D’entrée de jeu, les mecs te montrent direct. C’est ça l’Amérique, bordel. Ces mecs ont la classe, de l’assurance, et plus tard, feront le show. Armés de leurs instruments et avec le smile. Ils sont 10 sur scène, dotés d’un flow qui a fait leur légende, et autant de personnes qui en mettent plein la vue. Ça commence à jouer. Qualité groove. Dans la salle, le son se propage, les yeux s’écarquillent, les corps bougent. Très vite. Hypnotic Bass Ensemble, c’est d’abord et visiblement une team. En vrai, c’est surtout 5 vrai frangins, tous fils d’une autre légende de la trompette free, Phil Cohran.

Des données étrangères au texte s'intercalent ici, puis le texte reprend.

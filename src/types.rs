//! Core data model shared by the store, the engine and the HTTP layer

use std::fmt;
use std::str::FromStr;
use std::time::Duration;

use chrono::{DateTime, Utc};
use postgres_types::{FromSql, ToSql};
use serde::{Deserialize, Serialize};
use uuid::Uuid;

use crate::error::BountyError;
use crate::session::SessionId;

// ============================================================================
// ENUMS
// ============================================================================

/// Canonical bounty status. Presentation consumes only this value.
#[derive(Debug, Clone, Copy, PartialEq, Eq, Hash, Serialize, Deserialize, ToSql, FromSql)]
#[serde(rename_all = "lowercase")]
#[postgres(name = "bounty_status")]
pub enum BountyStatus {
    #[postgres(name = "active")]
    Active,
    #[postgres(name = "claimed")]
    Claimed,
    #[postgres(name = "confirmed")]
    Confirmed,
    #[postgres(name = "expired")]
    Expired,
}

impl BountyStatus {
    pub const ALL: [BountyStatus; 4] = [
        BountyStatus::Active,
        BountyStatus::Claimed,
        BountyStatus::Confirmed,
        BountyStatus::Expired,
    ];

    pub fn as_str(&self) -> &'static str {
        match self {
            Self::Active => "active",
            Self::Claimed => "claimed",
            Self::Confirmed => "confirmed",
            Self::Expired => "expired",
        }
    }
}

impl fmt::Display for BountyStatus {
    fn fmt(&self, f: &mut fmt::Formatter<'_>) -> fmt::Result {
        f.write_str(self.as_str())
    }
}

impl FromStr for BountyStatus {
    type Err = BountyError;

    fn from_str(s: &str) -> Result<Self, Self::Err> {
        match s {
            "active" => Ok(Self::Active),
            "claimed" => Ok(Self::Claimed),
            "confirmed" => Ok(Self::Confirmed),
            "expired" => Ok(Self::Expired),
            other => Err(BountyError::InvalidFormat(format!(
                "unknown bounty status '{}'",
                other
            ))),
        }
    }
}

/// Configured lifetime class of a bounty.
#[derive(Debug, Clone, Copy, PartialEq, Eq, Hash, Default, Serialize, Deserialize, ToSql, FromSql)]
#[postgres(name = "active_period")]
pub enum ActivePeriod {
    #[serde(rename = "24h")]
    #[postgres(name = "24h")]
    Day,
    #[default]
    #[serde(rename = "1week")]
    #[postgres(name = "1week")]
    Week,
    #[serde(rename = "unlimited")]
    #[postgres(name = "unlimited")]
    Unlimited,
}

impl ActivePeriod {
    /// Lifetime of the bounty, `None` when it never expires.
    pub fn duration(&self) -> Option<Duration> {
        match self {
            Self::Day => Some(Duration::from_secs(24 * 60 * 60)),
            Self::Week => Some(Duration::from_secs(7 * 24 * 60 * 60)),
            Self::Unlimited => None,
        }
    }

    pub fn as_str(&self) -> &'static str {
        match self {
            Self::Day => "24h",
            Self::Week => "1week",
            Self::Unlimited => "unlimited",
        }
    }
}

impl FromStr for ActivePeriod {
    type Err = BountyError;

    fn from_str(s: &str) -> Result<Self, Self::Err> {
        match s {
            "24h" => Ok(Self::Day),
            "1week" => Ok(Self::Week),
            "unlimited" => Ok(Self::Unlimited),
            other => Err(BountyError::InvalidFormat(format!(
                "unknown active period '{}'",
                other
            ))),
        }
    }
}

/// Which side of an approval a ledger credit belongs to.
#[derive(Debug, Clone, Copy, PartialEq, Eq, Hash, Serialize, Deserialize)]
#[serde(rename_all = "lowercase")]
pub enum AwardRole {
    Hunter,
    Reporter,
}

impl AwardRole {
    pub const BOTH: [AwardRole; 2] = [AwardRole::Hunter, AwardRole::Reporter];

    pub fn as_str(&self) -> &'static str {
        match self {
            Self::Hunter => "hunter",
            Self::Reporter => "reporter",
        }
    }
}

impl FromStr for AwardRole {
    type Err = BountyError;

    fn from_str(s: &str) -> Result<Self, Self::Err> {
        match s {
            "hunter" => Ok(Self::Hunter),
            "reporter" => Ok(Self::Reporter),
            other => Err(BountyError::InvalidFormat(format!(
                "unknown award role '{}'",
                other
            ))),
        }
    }
}

// ============================================================================
// ENTITIES
// ============================================================================

/// Mirror of an identity-provider account. Only the ledger touches `reputation`.
#[derive(Debug, Clone, PartialEq, Eq, Serialize, Deserialize)]
pub struct User {
    pub id: Uuid,
    pub username: String,
    pub reputation: i64,
    pub role: String,
}

impl User {
    pub fn new(id: Uuid, username: impl Into<String>) -> Self {
        Self {
            id,
            username: username.into(),
            reputation: 0,
            role: "hunter".to_string(),
        }
    }
}

#[derive(Debug, Clone, PartialEq, Eq, Serialize, Deserialize)]
pub struct Bounty {
    pub id: Uuid,
    pub reporter_id: Uuid,
    pub target_name: String,
    pub last_location: String,
    pub description: Option<String>,
    pub proof_ref: Option<String>,
    pub reward_offer: Option<String>,
    pub time_left_when_killed: Option<i32>,
    pub created_at: DateTime<Utc>,
    pub active_period: ActivePeriod,
    pub status: BountyStatus,
    pub session_id: SessionId,
}

#[derive(Debug, Clone, PartialEq, Eq, Serialize, Deserialize)]
pub struct Confirmation {
    pub id: Uuid,
    pub bounty_id: Uuid,
    pub hunter_id: Uuid,
    pub proof_ref: String,
    pub session_id: SessionId,
    pub confirmed_at: DateTime<Utc>,
    pub verified: bool,
}

#[derive(Debug, Clone, PartialEq, Eq, Serialize, Deserialize)]
pub struct SessionMembership {
    pub user_id: Uuid,
    pub session_id: SessionId,
    pub is_active: bool,
    pub last_updated: DateTime<Utc>,
}

/// Ledger journal row: one per (confirmation, role).
#[derive(Debug, Clone, PartialEq, Eq, Serialize, Deserialize)]
pub struct Award {
    pub confirmation_id: Uuid,
    pub role: AwardRole,
    pub user_id: Uuid,
    pub delta: i64,
    pub awarded_at: DateTime<Utc>,
}

/// Transient alert for an on-duty hunter.
#[derive(Debug, Clone, PartialEq, Eq, Serialize, Deserialize)]
pub struct NotificationEvent {
    pub bounty_id: Uuid,
    pub target_name: String,
    pub location: String,
    pub reporter_name: String,
    pub session_id: SessionId,
    pub emitted_at: DateTime<Utc>,
    #[serde(with = "ttl_secs")]
    pub ttl: Duration,
}

mod ttl_secs {
    use std::time::Duration;

    use serde::{Deserialize, Deserializer, Serializer};

    pub fn serialize<S: Serializer>(ttl: &Duration, s: S) -> Result<S::Ok, S::Error> {
        s.serialize_u64(ttl.as_secs())
    }

    pub fn deserialize<'de, D: Deserializer<'de>>(d: D) -> Result<Duration, D::Error> {
        u64::deserialize(d).map(Duration::from_secs)
    }
}

// ============================================================================
// INPUTS
// ============================================================================

/// Reporter-supplied fields for a new bounty.
#[derive(Debug, Clone, Default, Serialize, Deserialize)]
pub struct NewBounty {
    pub session_id: String,
    pub target_name: String,
    pub last_location: String,
    #[serde(default)]
    pub description: Option<String>,
    #[serde(default)]
    pub reward_offer: Option<String>,
    #[serde(default)]
    pub time_left_when_killed: Option<i32>,
    #[serde(default)]
    pub active_period: ActivePeriod,
}

/// Listing filter, mirrors the feed tabs of the board.
#[derive(Debug, Clone, Copy, PartialEq, Eq, Default, Serialize, Deserialize)]
#[serde(rename_all = "lowercase")]
pub enum BountyFilter {
    #[default]
    All,
    Active,
    Claimed,
}

impl BountyFilter {
    pub fn status(&self) -> Option<BountyStatus> {
        match self {
            Self::All => None,
            Self::Active => Some(BountyStatus::Active),
            Self::Claimed => Some(BountyStatus::Claimed),
        }
    }
}

#[cfg(test)]
mod tests {
    use super::*;

    #[test]
    fn test_status_round_trips_through_str() {
        for status in BountyStatus::ALL {
            assert_eq!(status.as_str().parse::<BountyStatus>().unwrap(), status);
        }
        assert!("pending".parse::<BountyStatus>().is_err());
    }

    #[test]
    fn test_active_period_wire_names() {
        let json = serde_json::to_string(&ActivePeriod::Day).unwrap();
        assert_eq!(json, "\"24h\"");
        let period: ActivePeriod = serde_json::from_str("\"1week\"").unwrap();
        assert_eq!(period, ActivePeriod::Week);
        assert_eq!(ActivePeriod::default(), ActivePeriod::Week);
        assert!(ActivePeriod::Unlimited.duration().is_none());
    }

    #[test]
    fn test_notification_ttl_serializes_as_seconds() {
        let event = NotificationEvent {
            bounty_id: Uuid::nil(),
            target_name: "Raider".to_string(),
            location: "North Base".to_string(),
            reporter_name: "alice".to_string(),
            session_id: "ABCDE-1234".parse().unwrap(),
            emitted_at: Utc::now(),
            ttl: Duration::from_secs(10),
        };
        let value = serde_json::to_value(&event).unwrap();
        assert_eq!(value["ttl"], 10);
        assert_eq!(value["session_id"], "ABCDE-1234");
    }
}
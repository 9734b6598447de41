//! Shared timer service
//!
//! One tokio task drives every deadline in the process: notification TTLs,
//! the expiry sweep and award reconciliation. Callers get a [`TimerHandle`];
//! cancelling or dropping it removes the job, so a context that goes away
//! never leaves recurring work behind.
//!
//! Jobs are plain closures run on the scheduler task. Anything that needs to
//! await must `tokio::spawn` its own work.

use std::collections::{BTreeSet, HashMap};
use std::sync::atomic::{AtomicBool, AtomicU64, Ordering};
use std::sync::{Arc, Weak};
use std::time::Duration;

use parking_lot::Mutex;
use tokio::sync::Notify;
use tokio::task::JoinHandle;
use tokio::time::Instant;
use tracing::{debug, info};

type Job = Box<dyn FnMut() + Send + 'static>;

struct Entry {
    /// Taken while the job runs.
    job: Option<Job>,
    period: Option<Duration>,
}

#[derive(Default)]
struct Queue {
    order: BTreeSet<(Instant, u64)>,
    entries: HashMap<u64, Entry>,
}

struct Inner {
    queue: Mutex<Queue>,
    wake: Notify,
    next_id: AtomicU64,
    stopped: AtomicBool,
}

#[derive(Clone)]
pub struct Scheduler {
    inner: Arc<Inner>,
}

impl Scheduler {
    /// Spawn the timer task on the current runtime.
    pub fn start() -> (Self, JoinHandle<()>) {
        let inner = Arc::new(Inner {
            queue: Mutex::new(Queue::default()),
            wake: Notify::new(),
            next_id: AtomicU64::new(1),
            stopped: AtomicBool::new(false),
        });
        let task = tokio::spawn(run(inner.clone()));
        info!("Timer service started");
        (Self { inner }, task)
    }

    pub fn schedule_at(&self, deadline: Instant, job: impl FnOnce() + Send + 'static) -> TimerHandle {
        let mut job = Some(job);
        self.insert(
            deadline,
            None,
            Box::new(move || {
                if let Some(job) = job.take() {
                    job();
                }
            }),
        )
    }

    pub fn schedule_in(&self, delay: Duration, job: impl FnOnce() + Send + 'static) -> TimerHandle {
        self.schedule_at(Instant::now() + delay, job)
    }

    /// Run `job` every `period`, first after one full period.
    pub fn every(&self, period: Duration, job: impl FnMut() + Send + 'static) -> TimerHandle {
        self.insert(Instant::now() + period, Some(period), Box::new(job))
    }

    /// Number of jobs still registered.
    pub fn pending(&self) -> usize {
        self.inner.queue.lock().entries.len()
    }

    /// Stop the timer task. Pending jobs never fire.
    pub fn shutdown(&self) {
        self.inner.stopped.store(true, Ordering::SeqCst);
        self.inner.wake.notify_one();
    }

    fn insert(&self, deadline: Instant, period: Option<Duration>, job: Job) -> TimerHandle {
        let id = self.inner.next_id.fetch_add(1, Ordering::Relaxed);
        {
            let mut queue = self.inner.queue.lock();
            queue.order.insert((deadline, id));
            queue.entries.insert(
                id,
                Entry {
                    job: Some(job),
                    period,
                },
            );
        }
        self.inner.wake.notify_one();

        TimerHandle {
            id,
            scheduler: Arc::downgrade(&self.inner),
        }
    }
}

impl Inner {
    fn cancel(&self, id: u64) -> bool {
        let mut queue = self.queue.lock();
        queue.order.retain(|(_, entry_id)| *entry_id != id);
        queue.entries.remove(&id).is_some()
    }

    fn next_deadline(&self) -> Option<Instant> {
        self.queue.lock().order.first().map(|(deadline, _)| *deadline)
    }

    fn fire_due(&self, now: Instant) {
        let mut due: Vec<(u64, Job, Option<Duration>)> = Vec::new();
        {
            let mut guard = self.queue.lock();
            let queue = &mut *guard;
            while let Some(&(deadline, id)) = queue.order.first() {
                if deadline > now {
                    break;
                }
                queue.order.remove(&(deadline, id));

                let Some(entry) = queue.entries.get_mut(&id) else {
                    continue;
                };
                let period = entry.period;
                if let Some(job) = entry.job.take() {
                    due.push((id, job, period));
                }
                if period.is_none() {
                    queue.entries.remove(&id);
                }
            }
        }

        for (id, mut job, period) in due {
            job();

            if let Some(period) = period {
                let mut queue = self.queue.lock();
                // Cancelled while running: the entry is gone, drop the job.
                if let Some(entry) = queue.entries.get_mut(&id) {
                    entry.job = Some(job);
                    queue.order.insert((now + period, id));
                }
            }
        }
    }
}

async fn run(inner: Arc<Inner>) {
    loop {
        if inner.stopped.load(Ordering::SeqCst) {
            debug!("Timer service stopped");
            break;
        }

        match inner.next_deadline() {
            None => inner.wake.notified().await,
            Some(deadline) if deadline > Instant::now() => {
                tokio::select! {
                    _ = tokio::time::sleep_until(deadline) => {}
                    _ = inner.wake.notified() => {}
                }
            }
            Some(_) => inner.fire_due(Instant::now()),
        }
    }
}

/// Owning handle for a scheduled job. Dropping it cancels the job.
pub struct TimerHandle {
    id: u64,
    scheduler: Weak<Inner>,
}

impl TimerHandle {
    /// Returns `true` if the job was still pending.
    pub fn cancel(self) -> bool {
        self.cancel_inner()
    }

    fn cancel_inner(&self) -> bool {
        self.scheduler
            .upgrade()
            .map(|inner| inner.cancel(self.id))
            .unwrap_or(false)
    }
}

impl Drop for TimerHandle {
    fn drop(&mut self) {
        self.cancel_inner();
    }
}

impl std::fmt::Debug for TimerHandle {
    fn fmt(&self, f: &mut std::fmt::Formatter<'_>) -> std::fmt::Result {
        f.debug_struct("TimerHandle").field("id", &self.id).finish()
    }
}
use std::path::Path;

use rusqlite::{types::Value, Connection, OpenFlags};

use crate::{
    core::{column::sql_quote, row::ResultTable},
    error::{DbError, DbResult},
};

/// Column names of the structure rowset every vendor must produce, one row
/// per column of every user table.
pub const STRUCTURE_COLUMNS: [&str; 10] = [
    "TABLE_NAME",
    "COLUMN_INDEX",
    "COLUMN_NAME",
    "TYPE",
    "CHAR_LENGTH",
    "NUM_PREC",
    "NUM_SCALE",
    "IS_PRIMARY_KEY",
    "IS_NULLABLE",
    "COMMENT",
];

/// Wildcard placement for LIKE literals.
#[derive(Debug, Clone, Copy, PartialEq, Eq)]
pub enum LikePosition {
    Before,
    After,
    Both,
    None,
}

/// Per-product capability surface: everything that differs between
/// database products lives behind this trait, and the generic execution
/// path depends on nothing else.
pub trait Vendor: Send + Sync {
    /// Open a live connection.
    fn open(&self, path: &Path) -> DbResult<Connection>;

    /// Quote and escape a string literal.
    fn quote(&self, text: &str) -> String {
        sql_quote(text)
    }

    /// Quote a LIKE pattern with wildcards placed as requested.
    fn quote_like(&self, text: &str, position: LikePosition) -> String {
        let pattern = match position {
            LikePosition::Before => format!("%{text}"),
            LikePosition::After => format!("{text}%"),
            LikePosition::Both => format!("%{text}%"),
            LikePosition::None => text.to_string(),
        };
        self.quote(&pattern)
    }

    fn begin_statement(&self) -> &str {
        "BEGIN"
    }

    fn commit_statement(&self) -> &str {
        "COMMIT"
    }

    fn rollback_statement(&self) -> &str {
        "ROLLBACK"
    }

    /// Single-record probe statement.
    fn find_sql(&self, table: &str, where_clause: &str) -> String {
        format!("SELECT * FROM {table} WHERE {where_clause} LIMIT 1")
    }

    /// Marker character prefixed onto bare parameter names.
    fn parameter_marker(&self) -> char {
        ':'
    }

    /// Introspect the schema into the `STRUCTURE_COLUMNS` rowset.
    fn structure(&self, conn: &Connection) -> DbResult<ResultTable>;
}

/// SQLite implementation of the vendor surface.
#[derive(Debug, Clone)]
pub struct Sqlite {
    pub busy_timeout_ms: u64,
}

impl Default for Sqlite {
    fn default() -> Self {
        Sqlite {
            busy_timeout_ms: 2_000,
        }
    }
}

impl Vendor for Sqlite {
    fn open(&self, path: &Path) -> DbResult<Connection> {
        let flags = OpenFlags::SQLITE_OPEN_READ_WRITE | OpenFlags::SQLITE_OPEN_CREATE;
        let conn =
            Connection::open_with_flags(path, flags).map_err(|source| DbError::OpenFailed {
                path: path.to_path_buf(),
                source,
            })?;
        let _ = conn.busy_timeout(std::time::Duration::from_millis(self.busy_timeout_ms));
        Ok(conn)
    }

    fn structure(&self, conn: &Connection) -> DbResult<ResultTable> {
        let mut values: Vec<Vec<Value>> = Vec::new();

        for table in list_tables(conn)? {
            // PRAGMA arguments are not parameterizable; the identifier is
            // validated to prevent injection.
            if !is_safe_identifier(&table) {
                continue;
            }
            let sql = format!("PRAGMA table_info({table})");
            let mut stmt = conn.prepare(&sql).map_err(|e| DbError::sql(&sql, e))?;
            let mut rows = stmt.query([]).map_err(|e| DbError::sql(&sql, e))?;

            while let Some(row) = rows.next()? {
                let cid: i64 = row.get("cid")?;
                let name: String = row.get("name")?;
                let decl: Option<String> = row.get("type")?;
                let notnull: i64 = row.get("notnull")?;
                let pk: i64 = row.get("pk")?;

                let decl = DeclaredType::parse(decl.as_deref().unwrap_or(""));

                values.push(vec![
                    Value::Text(table.clone()),
                    Value::Integer(cid),
                    Value::Text(name),
                    Value::Text(decl.base.clone()),
                    opt_int(decl.char_length),
                    opt_int(decl.precision),
                    opt_int(decl.scale),
                    Value::Integer(if pk > 0 { 1 } else { 0 }),
                    Value::Integer(if notnull == 0 { 1 } else { 0 }),
                    Value::Null,
                ]);
            }
        }

        let names = STRUCTURE_COLUMNS.iter().map(|s| s.to_string()).collect();
        Ok(ResultTable::from_values(names, values))
    }
}

fn opt_int(v: Option<i64>) -> Value {
    match v {
        Some(i) => Value::Integer(i),
        None => Value::Null,
    }
}

pub(crate) fn list_tables(conn: &Connection) -> DbResult<Vec<String>> {
    let sql =
        "SELECT name FROM sqlite_master WHERE type='table' AND name NOT LIKE 'sqlite_%' ORDER BY name";
    let mut stmt = conn.prepare(sql).map_err(|e| DbError::sql(sql, e))?;
    let rows = stmt
        .query_map([], |r| r.get::<_, String>(0))?
        .collect::<Result<Vec<_>, _>>()?;
    Ok(rows)
}

/// A declared column type split into its base name and size arguments,
/// e.g. `VARCHAR(30)` or `DECIMAL(5, 3)`.
struct DeclaredType {
    base: String,
    char_length: Option<i64>,
    precision: Option<i64>,
    scale: Option<i64>,
}

impl DeclaredType {
    fn parse(decl: &str) -> Self {
        let decl = decl.trim();
        let (base, args) = match decl.split_once('(') {
            Some((b, rest)) => {
                let args = rest
                    .trim_end_matches(')')
                    .split(',')
                    .filter_map(|a| a.trim().parse::<i64>().ok())
                    .collect::<Vec<_>>();
                (b.trim().to_uppercase(), args)
            }
            None => (decl.to_uppercase(), Vec::new()),
        };

        let first = args.first().copied();
        let second = args.get(1).copied();

        if INTEGER_FAMILY.contains(&base.as_str()) {
            DeclaredType {
                base,
                char_length: None,
                precision: Some(first.unwrap_or(10)),
                scale: Some(0),
            }
        } else if EXACT_FAMILY.contains(&base.as_str()) {
            DeclaredType {
                base,
                char_length: None,
                precision: Some(first.unwrap_or(10)),
                scale: Some(second.unwrap_or(0)),
            }
        } else if FLOAT_FAMILY.contains(&base.as_str()) {
            DeclaredType {
                base,
                char_length: None,
                precision: Some(first.unwrap_or(22)),
                scale: Some(second.unwrap_or(0)),
            }
        } else {
            // String, date and everything else: only a length argument is
            // meaningful, when present at all.
            DeclaredType {
                base,
                char_length: first,
                precision: None,
                scale: None,
            }
        }
    }
}

const INTEGER_FAMILY: [&str; 7] = [
    "BIGINT",
    "BIT",
    "INT",
    "INTEGER",
    "MEDIUMINT",
    "SMALLINT",
    "TINYINT",
];

const EXACT_FAMILY: [&str; 4] = ["DECIMAL", "MONEY", "NUMERIC", "SMALLMONEY"];

const FLOAT_FAMILY: [&str; 3] = ["DOUBLE", "FLOAT", "REAL"];

/// Minimal safe subset: [A-Za-z_][A-Za-z0-9_]*
pub(crate) fn is_safe_identifier(s: &str) -> bool {
    let mut chars = s.chars();
    let Some(first) = chars.next() else {
        return false;
    };
    if !(first.is_ascii_alphabetic() || first == '_') {
        return false;
    }
    chars.all(|c| c.is_ascii_alphanumeric() || c == '_')
}
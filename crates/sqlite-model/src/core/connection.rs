use std::{
    collections::HashMap,
    path::Path,
    sync::{Arc, Mutex, MutexGuard},
};

use rusqlite::{types::Value, Connection, Statement};
use serde::de::DeserializeOwned;

use crate::{
    core::{
        column::text_of,
        model::Model,
        row::{ResultRow, ResultTable},
        schema::{Sqlite, Vendor},
    },
    error::{DbError, DbResult},
};

/// A named parameter ready for binding. Built through [`Db::param`], which
/// applies the vendor's marker prefix.
#[derive(Debug, Clone)]
pub struct DbParameter {
    pub name: String,
    pub value: Value,
}

/// Connection manager: owns the one live connection, the structure
/// snapshot and a model per table, and serializes every command through a
/// single guard.
pub struct Db {
    shared: Arc<Shared>,
    table_names: Vec<String>,
    structure: ResultTable,
    models: HashMap<String, Model>,
}

/// The guarded connection state shared between the manager, its models and
/// dispatched background calls. One physical connection; concurrent
/// command execution on it is unsafe, so every entry point that issues a
/// command or walks a cursor holds the lock for its full duration.
pub(crate) struct Shared {
    vendor: Box<dyn Vendor>,
    state: Mutex<ConnState>,
}

struct ConnState {
    conn: Connection,
    in_transaction: bool,
}

impl Shared {
    fn lock(&self) -> DbResult<MutexGuard<'_, ConnState>> {
        self.state
            .lock()
            .map_err(|_| DbError::Internal("poisoned connection lock".into()))
    }

    pub(crate) fn execute(&self, sql: &str, params: &[DbParameter]) -> DbResult<usize> {
        let state = self.lock()?;
        execute_locked(&state.conn, sql, params)
    }

    pub(crate) fn query(&self, sql: &str, params: &[DbParameter]) -> DbResult<ResultTable> {
        let state = self.lock()?;
        query_locked(&state.conn, sql, params)
    }

    pub(crate) fn find(&self, table: &str, where_clause: &str) -> DbResult<Option<ResultRow>> {
        let sql = self.vendor.find_sql(table, where_clause);
        let table = self.query(&sql, &[])?;
        Ok(table.rows.into_iter().next())
    }

    pub(crate) fn find_all(
        &self,
        table: &str,
        where_clause: Option<&str>,
        order_clause: Option<&str>,
    ) -> DbResult<ResultTable> {
        let mut sql = format!("SELECT * FROM {table}");
        if let Some(w) = where_clause.filter(|w| !w.is_empty()) {
            sql.push_str(&format!(" WHERE {w}"));
        }
        if let Some(o) = order_clause.filter(|o| !o.is_empty()) {
            sql.push_str(&format!(" ORDER BY {o}"));
        }
        self.query(&sql, &[])
    }

    pub(crate) fn begin_transaction(&self) -> DbResult<()> {
        let mut state = self.lock()?;
        // Single-level: an active transaction makes this a no-op.
        if state.in_transaction {
            return Ok(());
        }
        match execute_locked(&state.conn, self.vendor.begin_statement(), &[]) {
            Ok(_) => {
                state.in_transaction = true;
                Ok(())
            }
            Err(e) => {
                self.reset_transaction(&mut state);
                Err(e)
            }
        }
    }

    pub(crate) fn commit_transaction(&self) -> DbResult<()> {
        let mut state = self.lock()?;
        if !state.in_transaction {
            self.reset_transaction(&mut state);
            return Err(DbError::TransactionState(
                "commit without active transaction".into(),
            ));
        }
        match execute_locked(&state.conn, self.vendor.commit_statement(), &[]) {
            Ok(_) => {
                state.in_transaction = false;
                Ok(())
            }
            Err(e) => {
                self.reset_transaction(&mut state);
                Err(e)
            }
        }
    }

    pub(crate) fn rollback_transaction(&self) -> DbResult<()> {
        let mut state = self.lock()?;
        if !state.in_transaction {
            self.reset_transaction(&mut state);
            return Err(DbError::TransactionState(
                "rollback without active transaction".into(),
            ));
        }
        match execute_locked(&state.conn, self.vendor.rollback_statement(), &[]) {
            Ok(_) => {
                state.in_transaction = false;
                Ok(())
            }
            Err(e) => {
                self.reset_transaction(&mut state);
                Err(e)
            }
        }
    }

    /// Defensive reset after a failed transaction transition: best-effort
    /// rollback with its own failure swallowed, then clear the flag. The
    /// flag never claims an active transaction after a failed transition.
    fn reset_transaction(&self, state: &mut ConnState) {
        tracing::warn!("resetting transaction state");
        let _ = execute_locked(&state.conn, self.vendor.rollback_statement(), &[]);
        state.in_transaction = false;
    }

    fn in_transaction(&self) -> DbResult<bool> {
        Ok(self.lock()?.in_transaction)
    }
}

fn bind(stmt: &mut Statement<'_>, params: &[DbParameter], sql: &str) -> DbResult<()> {
    for p in params {
        let index = stmt
            .parameter_index(&p.name)
            .map_err(|e| DbError::sql(sql, e))?
            .ok_or_else(|| DbError::InvalidRequest(format!("unknown parameter: {}", p.name)))?;
        stmt.raw_bind_parameter(index, &p.value)
            .map_err(|e| DbError::sql(sql, e))?;
    }
    Ok(())
}

fn execute_locked(conn: &Connection, sql: &str, params: &[DbParameter]) -> DbResult<usize> {
    let mut stmt = conn.prepare(sql).map_err(|e| DbError::sql(sql, e))?;
    bind(&mut stmt, params, sql)?;
    let changed = stmt.raw_execute().map_err(|e| {
        tracing::error!(error = %e, sql, "execute failed");
        DbError::sql(sql, e)
    })?;
    Ok(changed)
}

Saxophoniste, tromboniste et trois trompettistes, normal vu le papa. Les 5 sont épaulés par une rythmique taillée sur mesure. Rien que ça. Tous en place, chacun master de leur discipline. Rock un peu, hip-hop souvent, punk même parfois, oui, mais très proche du jazz, tout le temps. Plus tard, une chanteuse arrive sur scène vêtue d’une traine satinée rouge, blanc encore plus tard. Sa voix est comme la salle qui l’accueille : puissante. Maintenant, le public du Grand Théâtre se lève, danse, applaudit. Encore et encore. Les balcons tremblent, immergés dans l’ambiance d’un club qui aurait pu être situé à l’autre bout du monde, sur un autre continent. On voudrait que ça dure encore, mais c’est déjà la fin. 1h30 de show, 1h30 de Chicago.


Florentine Colliat

Dans ce live, ce sont ces bandes-sons des films des années soixante-dix, avec les moustaches et les caisses de Funky Cops qu’on entend. Avec, peut-être, un soupçon plus libertaire. Ça, ça tient en deux mots, douze lettres : Philip Cohran, papa au sens propre et figuré du bébé Hypnotic. Brass ensemble de Chicago. Saiph Graves, tromboniste de son état, nous parlait, plus tôt en interview, du style des vents de Chicago… Du théorique, on passe au cas pratique. Le son plus libre, la fanfare qui ne se joue pas sur les stomps à la Nouvelle-Orléanaise, non. Ici, les vents ne chaloupent pas. Leurs sons emportent tout sur leur passage, ces sons qui t’en foutent plein la tronche. Pas le répit du bayou, mais la ville des vents, AACM MOTHER, qui t’enveloppe. La voiture de notre film a sans doute son volant en moumoute et son dé en peluche qui pend au rétro intérieur, mais elle vient de faire deux tonneaux et elle reprend sa course aussi sec. L’Hypnotic Brass Ensemble est arrivé en formation augmentée : les fistons et consorts en première ligne, le basse-batt qui ronfle, lachanteuse mi-gospel mi R’n’B devant, un soulman percussionniste à la chemise si désirable derrière. Chicago te brasse, bébé.